I just skimmed it, but arent they focused on primarily diversification risk and drift? I'm not sure I've seen a paper that combined diversification risk, volatility risk and returns against average as a function of number of stocks.
Finance educators and professionals like to talk about 2 types of risk: market risk [which cannot be diversified], and firm/industry risk [which can be diversified by adding more firms/industries]. Also, individual firm/industry risk is not compensated, or not consistently compensated, with higher returns. So the papers are basically looking for a way to measure the second, diversifiable risk. To quote:
The table indicates that a single security selected at random would have an average tracking error in its monthly return of 5.49% from the valueweighted index and 9.23% from the equal-weighted index. The remaining rows demonstrate the familiar decline in diversifiable risk as portfolio size is increased.
Most importantly, Table 1 indicates that even a portfolio of 100 stocks will deviate from its target index by an average of 1.13% per month for the equalweighted approach and 0.60% per month for the value-weighted approach.
Doesn’t seem like much? A monthly average deviation of 1.13% would correspond to an annualized deviation of approximately 3.9%, and a monthly average deviation of 0.60% would correspond to an annualized deviation of approximately 2.1%. Thus, even a portfolio consisting of as many as 100 stocks deviates substantially from the overall market average. Translation: Investors with portfolios containing 100 stocks are bearing substantial diversifiable risk which, on average, is not rewarded with higher return.
I do know that good concentration can make you rich, but you take more diversification and volatility risk as a handcuff to that, and your choices are a lot more important. Good diversification can keep you rich longer, but you may have to give up some upside.
Again, you're not being adequately compensated for taking on firm specific [i.e. non-systematic] risks b/c those risks can be easily diversified away by just owning more stocks of other firms. It's been a while since my last finance class, but perhaps saluki or brewer can give a quick explanation.

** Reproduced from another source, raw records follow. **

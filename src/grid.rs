#[cfg(test)]
#[path = "grid_test.rs"]
mod grid_test;

use crate::geometry::Point;

/// Quantizes scene coordinates to a square grid.
#[derive(Debug, Clone, Copy, PartialEq)]
pub struct GridSnapper {
    /// Grid pitch in scene units. Always positive.
    pub pitch: f64,
}

impl GridSnapper {
    #[must_use]
    pub fn new(pitch: f64) -> Self {
        Self { pitch }
    }

    /// Round `value` to the nearest grid line, or return it untouched when
    /// snapping is off.
    #[must_use]
    pub fn snap(&self, value: f64, enabled: bool) -> f64 {
        if !enabled {
            return value;
        }
        (value / self.pitch).round() * self.pitch
    }

    /// Snap both axes independently.
    #[must_use]
    pub fn snap_point(&self, p: Point, enabled: bool) -> Point {
        Point::new(self.snap(p.x, enabled), self.snap(p.y, enabled))
    }
}

impl Default for GridSnapper {
    fn default() -> Self {
        Self::new(crate::consts::GRID_PITCH)
    }
}
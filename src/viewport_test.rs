#![allow(clippy::float_cmp)]

use super::*;

const EPSILON: f64 = 1e-9;

fn approx_eq(a: f64, b: f64) -> bool {
    (a - b).abs() < EPSILON
}

fn point_approx_eq(a: Point, b: Point) -> bool {
    approx_eq(a.x, b.x) && approx_eq(a.y, b.y)
}

fn viewport(scale: f64, x: f64, y: f64) -> Viewport {
    Viewport { scale, position: Point::new(x, y), min_zoom: 0.5, max_zoom: 3.0 }
}

// =============================================================
// Defaults
// =============================================================

#[test]
fn default_is_identity() {
    let vp = Viewport::default();
    assert_eq!(vp.scale, 1.0);
    assert_eq!(vp.position, Point::new(0.0, 0.0));
    assert_eq!(vp.min_zoom, 0.5);
    assert_eq!(vp.max_zoom, 3.0);
}

#[test]
fn new_clamps_identity_scale_into_bounds() {
    let vp = Viewport::new(1.5, 4.0);
    assert_eq!(vp.scale, 1.5);
}

// =============================================================
// screen_to_scene / scene_to_screen
// =============================================================

#[test]
fn screen_to_scene_with_pan_and_zoom() {
    let vp = viewport(2.0, 20.0, 10.0);
    let scene = vp.screen_to_scene(Point::new(60.0, 50.0));
    assert!(point_approx_eq(scene, Point::new(20.0, 20.0)));
}

#[test]
fn scene_to_screen_inverts_screen_to_scene() {
    let vp = viewport(1.7, -33.0, 12.5);
    let screen = Point::new(123.0, -45.0);
    let back = vp.scene_to_screen(vp.screen_to_scene(screen));
    assert!(point_approx_eq(back, screen));
}

// =============================================================
// zoom_by
// =============================================================

#[test]
fn zoom_by_adds_delta() {
    let mut vp = Viewport::default();
    vp.zoom_by(0.1);
    assert!(approx_eq(vp.scale, 1.1));
    vp.zoom_by(-0.3);
    assert!(approx_eq(vp.scale, 0.8));
}

#[test]
fn zoom_by_clamps_to_bounds() {
    let mut vp = Viewport::default();
    vp.zoom_by(100.0);
    assert_eq!(vp.scale, 3.0);
    vp.zoom_by(-100.0);
    assert_eq!(vp.scale, 0.5);
}

#[test]
fn zoom_stays_clamped_over_any_sequence() {
    let mut vp = Viewport::default();
    let deltas = [0.7, 0.9, 1.3, -0.2, -4.0, 0.05, 2.5, -0.01];
    let factors = [1.1, 3.0, 0.2, 10.0, 0.01, 1.0, 0.9];
    for (i, d) in deltas.iter().enumerate() {
        vp.zoom_by(*d);
        assert!((0.5..=3.0).contains(&vp.scale));
        vp.zoom_at_pointer(Point::new(37.0 * i as f64, 11.0), factors[i % factors.len()]);
        assert!((0.5..=3.0).contains(&vp.scale));
    }
}

// =============================================================
// zoom_at_pointer
// =============================================================

#[test]
fn zoom_at_pointer_keeps_scene_point_under_pointer() {
    let mut vp = viewport(1.0, 40.0, -20.0);
    let pointer = Point::new(300.0, 200.0);
    let before = vp.screen_to_scene(pointer);
    vp.zoom_at_pointer(pointer, 1.5);
    assert!(approx_eq(vp.scale, 1.5));
    let after = vp.screen_to_scene(pointer);
    assert!(point_approx_eq(before, after));
}

#[test]
fn zoom_at_pointer_anchor_holds_when_clamped() {
    let mut vp = viewport(2.8, 0.0, 0.0);
    let pointer = Point::new(512.0, 384.0);
    let before = vp.screen_to_scene(pointer);
    vp.zoom_at_pointer(pointer, 2.0);
    assert_eq!(vp.scale, 3.0);
    assert!(point_approx_eq(before, vp.screen_to_scene(pointer)));
}

#[test]
fn zoom_at_pointer_out_then_in_restores_position() {
    let mut vp = viewport(1.0, 10.0, 10.0);
    let pointer = Point::new(100.0, 100.0);
    vp.zoom_at_pointer(pointer, 0.8);
    vp.zoom_at_pointer(pointer, 1.25);
    assert!(approx_eq(vp.scale, 1.0));
    assert!(point_approx_eq(vp.position, Point::new(10.0, 10.0)));
}

// =============================================================
// pan
// =============================================================

#[test]
fn pan_follows_pointer_from_anchor() {
    let mut vp = viewport(1.0, 50.0, 30.0);
    let anchor = vp.pan_anchor(Point::new(100.0, 100.0));
    assert_eq!(anchor, Point::new(50.0, 70.0));
    vp.pan(Point::new(130.0, 90.0), anchor);
    assert_eq!(vp.position, Point::new(80.0, 20.0));
}

#[test]
fn pan_back_to_start_restores_position() {
    let mut vp = viewport(2.0, -15.0, 5.0);
    let start = Point::new(10.0, 10.0);
    let anchor = vp.pan_anchor(start);
    vp.pan(Point::new(400.0, -30.0), anchor);
    vp.pan(start, anchor);
    assert_eq!(vp.position, Point::new(-15.0, 5.0));
}

// =============================================================
// fit_to_bounds
// =============================================================

#[test]
fn fit_to_bounds_shrinks_large_content_and_centers() {
    let mut vp = Viewport::default();
    assert!(vp.fit_to_bounds(Size::new(1200.0, 800.0), Size::new(680.0, 680.0), 40.0));
    // available 600x600 -> min(0.5, 0.75) = 0.5
    assert!(approx_eq(vp.scale, 0.5));
    assert!(approx_eq(vp.position.x, (680.0 - 600.0) / 2.0));
    assert!(approx_eq(vp.position.y, (680.0 - 400.0) / 2.0));
}

#[test]
fn fit_to_bounds_never_zooms_past_one() {
    let mut vp = viewport(2.0, 0.0, 0.0);
    assert!(vp.fit_to_bounds(Size::new(100.0, 100.0), Size::new(1000.0, 800.0), 40.0));
    assert_eq!(vp.scale, 1.0);
    assert!(approx_eq(vp.position.x, 450.0));
    assert!(approx_eq(vp.position.y, 350.0));
}

#[test]
fn fit_to_bounds_respects_min_zoom() {
    let mut vp = Viewport::default();
    assert!(vp.fit_to_bounds(Size::new(10_000.0, 10_000.0), Size::new(500.0, 500.0), 0.0));
    assert_eq!(vp.scale, 0.5);
}

#[test]
fn fit_to_bounds_rejects_degenerate_sizes() {
    let mut vp = viewport(1.3, 7.0, 8.0);
    let before = vp;
    assert!(!vp.fit_to_bounds(Size::new(100.0, 100.0), Size::new(0.0, 600.0), 40.0));
    assert!(!vp.fit_to_bounds(Size::new(0.0, 100.0), Size::new(800.0, 600.0), 40.0));
    assert_eq!(vp, before);
}

// =============================================================
// Stage round-trip
// =============================================================

#[test]
fn stage_round_trip_keeps_view() {
    let vp = viewport(1.25, -40.0, 60.0);
    let mut stage = Stage::default();
    vp.store_into(&mut stage);
    let restored = Viewport::from_stage(&stage, 0.5, 3.0);
    assert_eq!(restored, vp);
}

#[test]
fn from_stage_clamps_out_of_range_scale() {
    let stage = Stage { scale: 9.0, ..Stage::default() };
    assert_eq!(Viewport::from_stage(&stage, 0.5, 3.0).scale, 3.0);
}

#[test]
fn inverted_bounds_settle_on_max_zoom() {
    let stage = Stage { scale: 1.0, ..Stage::default() };
    assert_eq!(Viewport::from_stage(&stage, 2.0, 0.5).scale, 0.5);
    let mut vp = Viewport::new(2.0, 0.5);
    assert_eq!(vp.scale, 0.5);
    vp.zoom_by(1.0);
    assert_eq!(vp.scale, 0.5);
}
use std::path::PathBuf;

use anyhow::Result;
use clap::Parser;
use tracing_appender::non_blocking::WorkerGuard;
use tracing_subscriber::EnvFilter;

use hostshell_infrastructure::HostPaths;

mod bootstrap;
mod remotes;
mod repl;

use bootstrap::{BootstrapOptions, HostBootstrap};

const DEFAULT_LOG_FILTER: &str = "hostshell=info";

#[derive(Parser, Debug)]
#[command(name = "hostshell")]
#[command(about = "Host shell composing customer and admin remotes around shared state", long_about = None)]
struct Cli {
    /// Path to config.toml (default: <config dir>/hostshell/config.toml)
    #[arg(long)]
    config: Option<PathBuf>,

    /// Directory holding the persisted state
    #[arg(long)]
    state_dir: Option<PathBuf>,

    /// Keep state in memory only
    #[arg(long)]
    ephemeral: bool,

    /// Start with every remote unreachable
    #[arg(long, conflicts_with = "http")]
    offline: bool,

    /// Probe each remote's entry bundle over HTTP before mounting it
    #[arg(long)]
    http: bool,

    /// Log filter level for hostshell crates (overrides RUST_LOG)
    #[arg(long)]
    log_level: Option<String>,

    /// Log to stderr instead of the rolling log file
    #[arg(long)]
    log_stderr: bool,
}

#[tokio::main]
async fn main() -> Result<()> {
    let cli = Cli::parse();
    let _guard = init_tracing(&cli)?;

    let host = HostBootstrap::build(BootstrapOptions {
        config_path: cli.config,
        state_dir: cli.state_dir,
        ephemeral: cli.ephemeral,
        offline: cli.offline,
        http: cli.http,
        base_dir: None,
    })
    .await?;

    let result = repl::run(&host).await;
    host.shutdown().await;
    tracing::info!("[Main] Exited");
    result
}

/// Installs the global subscriber. The returned guard must live until exit
/// so buffered file output is flushed.
fn init_tracing(cli: &Cli) -> Result<Option<WorkerGuard>> {
    let filter = match &cli.log_level {
        Some(level) => EnvFilter::try_new(format!("hostshell={}", level))?,
        None => EnvFilter::try_from_default_env()
            .unwrap_or_else(|_| EnvFilter::new(DEFAULT_LOG_FILTER)),
    };

    let logs_dir = if cli.log_stderr {
        None
    } else {
        HostPaths::default().logs_dir().ok()
    };

    match logs_dir {
        Some(dir) => {
            std::fs::create_dir_all(&dir)?;
            let appender = tracing_appender::rolling::daily(&dir, "hostshell.log");
            let (writer, guard) = tracing_appender::non_blocking(appender);
            let _ = tracing_subscriber::fmt()
                .with_env_filter(filter)
                .with_ansi(false)
                .with_writer(writer)
                .try_init();
            Ok(Some(guard))
        }
        None => {
            let _ = tracing_subscriber::fmt()
                .with_env_filter(filter)
                .with_target(false)
                .with_writer(std::io::stderr)
                .try_init();
            Ok(None)
        }
    }
}
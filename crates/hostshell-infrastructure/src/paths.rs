//! Unified path management for hostshell files.
//!
//! ```text
//! ~/.config/hostshell/         # Config directory
//! ├── config.toml              # Host configuration
//! └── logs/                    # Application logs
//!     └── hostshell.log.YYYY-MM-DD
//!
//! ~/.local/share/hostshell/    # Data directory
//! └── hostshell.global-state.json
//! ```

use std::path::PathBuf;

const APP_DIR: &str = "hostshell";

/// Errors that can occur during path resolution.
#[derive(Debug)]
pub enum PathError {
    /// Home directory could not be determined.
    HomeDirNotFound,
}

impl std::fmt::Display for PathError {
    fn fmt(&self, f: &mut std::fmt::Formatter<'_>) -> std::fmt::Result {
        match self {
            PathError::HomeDirNotFound => write!(f, "Cannot find home directory"),
        }
    }
}

impl std::error::Error for PathError {}

impl From<PathError> for hostshell_core::HostError {
    fn from(err: PathError) -> Self {
        hostshell_core::HostError::config(err.to_string())
    }
}

/// Path resolution for hostshell.
///
/// With a base directory every path lives under it (tests, portable
/// installs); without one the platform config/data directories are used.
#[derive(Debug, Clone, Default)]
pub struct HostPaths {
    base: Option<PathBuf>,
}

impl HostPaths {
    pub fn new(base: Option<PathBuf>) -> Self {
        Self { base }
    }

    /// Returns the hostshell configuration directory.
    pub fn config_dir(&self) -> Result<PathBuf, PathError> {
        match &self.base {
            Some(base) => Ok(base.join("config")),
            None => dirs::config_dir()
                .map(|dir| dir.join(APP_DIR))
                .ok_or(PathError::HomeDirNotFound),
        }
    }

    /// Returns the hostshell data directory, where the state blob lives.
    pub fn data_dir(&self) -> Result<PathBuf, PathError> {
        match &self.base {
            Some(base) => Ok(base.join("data")),
            None => dirs::data_dir()
                .map(|dir| dir.join(APP_DIR))
                .ok_or(PathError::HomeDirNotFound),
        }
    }

    pub fn config_file(&self) -> Result<PathBuf, PathError> {
        Ok(self.config_dir()?.join("config.toml"))
    }

    pub fn logs_dir(&self) -> Result<PathBuf, PathError> {
        Ok(self.config_dir()?.join("logs"))
    }
}
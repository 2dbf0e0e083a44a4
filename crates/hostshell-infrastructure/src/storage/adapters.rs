//! `PersistenceAdapter` implementations.

use std::collections::HashMap;
use std::path::{Path, PathBuf};
use std::sync::Mutex;

use hostshell_core::error::{HostError, Result};
use hostshell_core::state::{GLOBAL_STATE_KEY, PersistenceAdapter};

use super::atomic_json::AtomicJsonFile;

/// Stores the snapshot blob as `<dir>/<key>.json`.
pub struct JsonFileStorage {
    file: AtomicJsonFile,
}

impl JsonFileStorage {
    /// Creates a storage rooted at `dir`, using the fixed global state key.
    pub fn new(dir: &Path) -> Self {
        Self::with_key(dir, GLOBAL_STATE_KEY)
    }

    pub fn with_key(dir: &Path, key: &str) -> Self {
        Self {
            file: AtomicJsonFile::new(dir.join(format!("{}.json", key))),
        }
    }

    pub fn path(&self) -> PathBuf {
        self.file.path().to_path_buf()
    }
}

impl PersistenceAdapter for JsonFileStorage {
    fn load(&self) -> Result<Option<String>> {
        self.file.load()
    }

    fn save(&self, blob: &str) -> Result<()> {
        self.file.save(blob)
    }

    fn clear(&self) -> Result<()> {
        self.file.remove()
    }

    fn describe(&self) -> String {
        format!("file:{}", self.file.path().display())
    }
}

/// In-process key-value storage.
///
/// Shared between store instances through an `Arc` to simulate a restart
/// with the medium intact.
#[derive(Default)]
pub struct MemoryStorage {
    entries: Mutex<HashMap<String, String>>,
}

impl MemoryStorage {
    pub fn new() -> Self {
        Self::default()
    }

    /// Creates a storage that already holds `blob` under the global key.
    pub fn with_blob(blob: impl Into<String>) -> Self {
        let storage = Self::new();
        if let Ok(mut entries) = storage.entries.lock() {
            entries.insert(GLOBAL_STATE_KEY.to_string(), blob.into());
        }
        storage
    }

    /// The raw stored blob, if any.
    pub fn raw(&self) -> Option<String> {
        self.entries
            .lock()
            .ok()
            .and_then(|entries| entries.get(GLOBAL_STATE_KEY).cloned())
    }

    fn entries(&self) -> Result<std::sync::MutexGuard<'_, HashMap<String, String>>> {
        self.entries
            .lock()
            .map_err(|e| HostError::storage(format!("memory storage poisoned: {}", e)))
    }
}

impl PersistenceAdapter for MemoryStorage {
    fn load(&self) -> Result<Option<String>> {
        Ok(self.entries()?.get(GLOBAL_STATE_KEY).cloned())
    }

    fn save(&self, blob: &str) -> Result<()> {
        self.entries()?
            .insert(GLOBAL_STATE_KEY.to_string(), blob.to_string());
        Ok(())
    }

    fn clear(&self) -> Result<()> {
        self.entries()?.remove(GLOBAL_STATE_KEY);
        Ok(())
    }

    fn describe(&self) -> String {
        "memory".to_string()
    }
}

/// Stand-in for a durable medium that does not exist.
///
/// Loads are always absent and writes are dropped.
#[derive(Debug, Default, Clone, Copy)]
pub struct UnavailableStorage;

impl PersistenceAdapter for UnavailableStorage {
    fn load(&self) -> Result<Option<String>> {
        Ok(None)
    }

    fn save(&self, _blob: &str) -> Result<()> {
        Ok(())
    }

    fn clear(&self) -> Result<()> {
        Ok(())
    }

    fn describe(&self) -> String {
        "unavailable".to_string()
    }
}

I can see holding a smaller number of stocks when transaction costs are high [like in the past], but with transaction costs pretty low nowadays, I think the added benefits from more diversification outway any increased costs.
Given the number of stocks isnt horribly low (like one of those 10 or 20 stock funds) and the % of equities in the fund is pretty low as well, is it as much of a problem?
The good news is that the stocks in Wellesley are not randomly chosen, they're spread out across every industry that other value/dividend funds use, one stock doesn't make up more than about 5% of the stock holdings, and it has low turnover. Kind of like an index fund with a smaller sampling of high dividend stocks.
What about bond diversification?
I'm not aware of any papers/articles on the optimal number of bonds for issuer diversification, especially in the realm of the corporate bonds in which Wellesley mainly invests. However, with close to 300 investment grade bonds, I'd be more than comfortable with that. It's not the 700-800 bonds that Vanguard's ST or IT investment grade funds hold, but probably pretty good issuer diversification.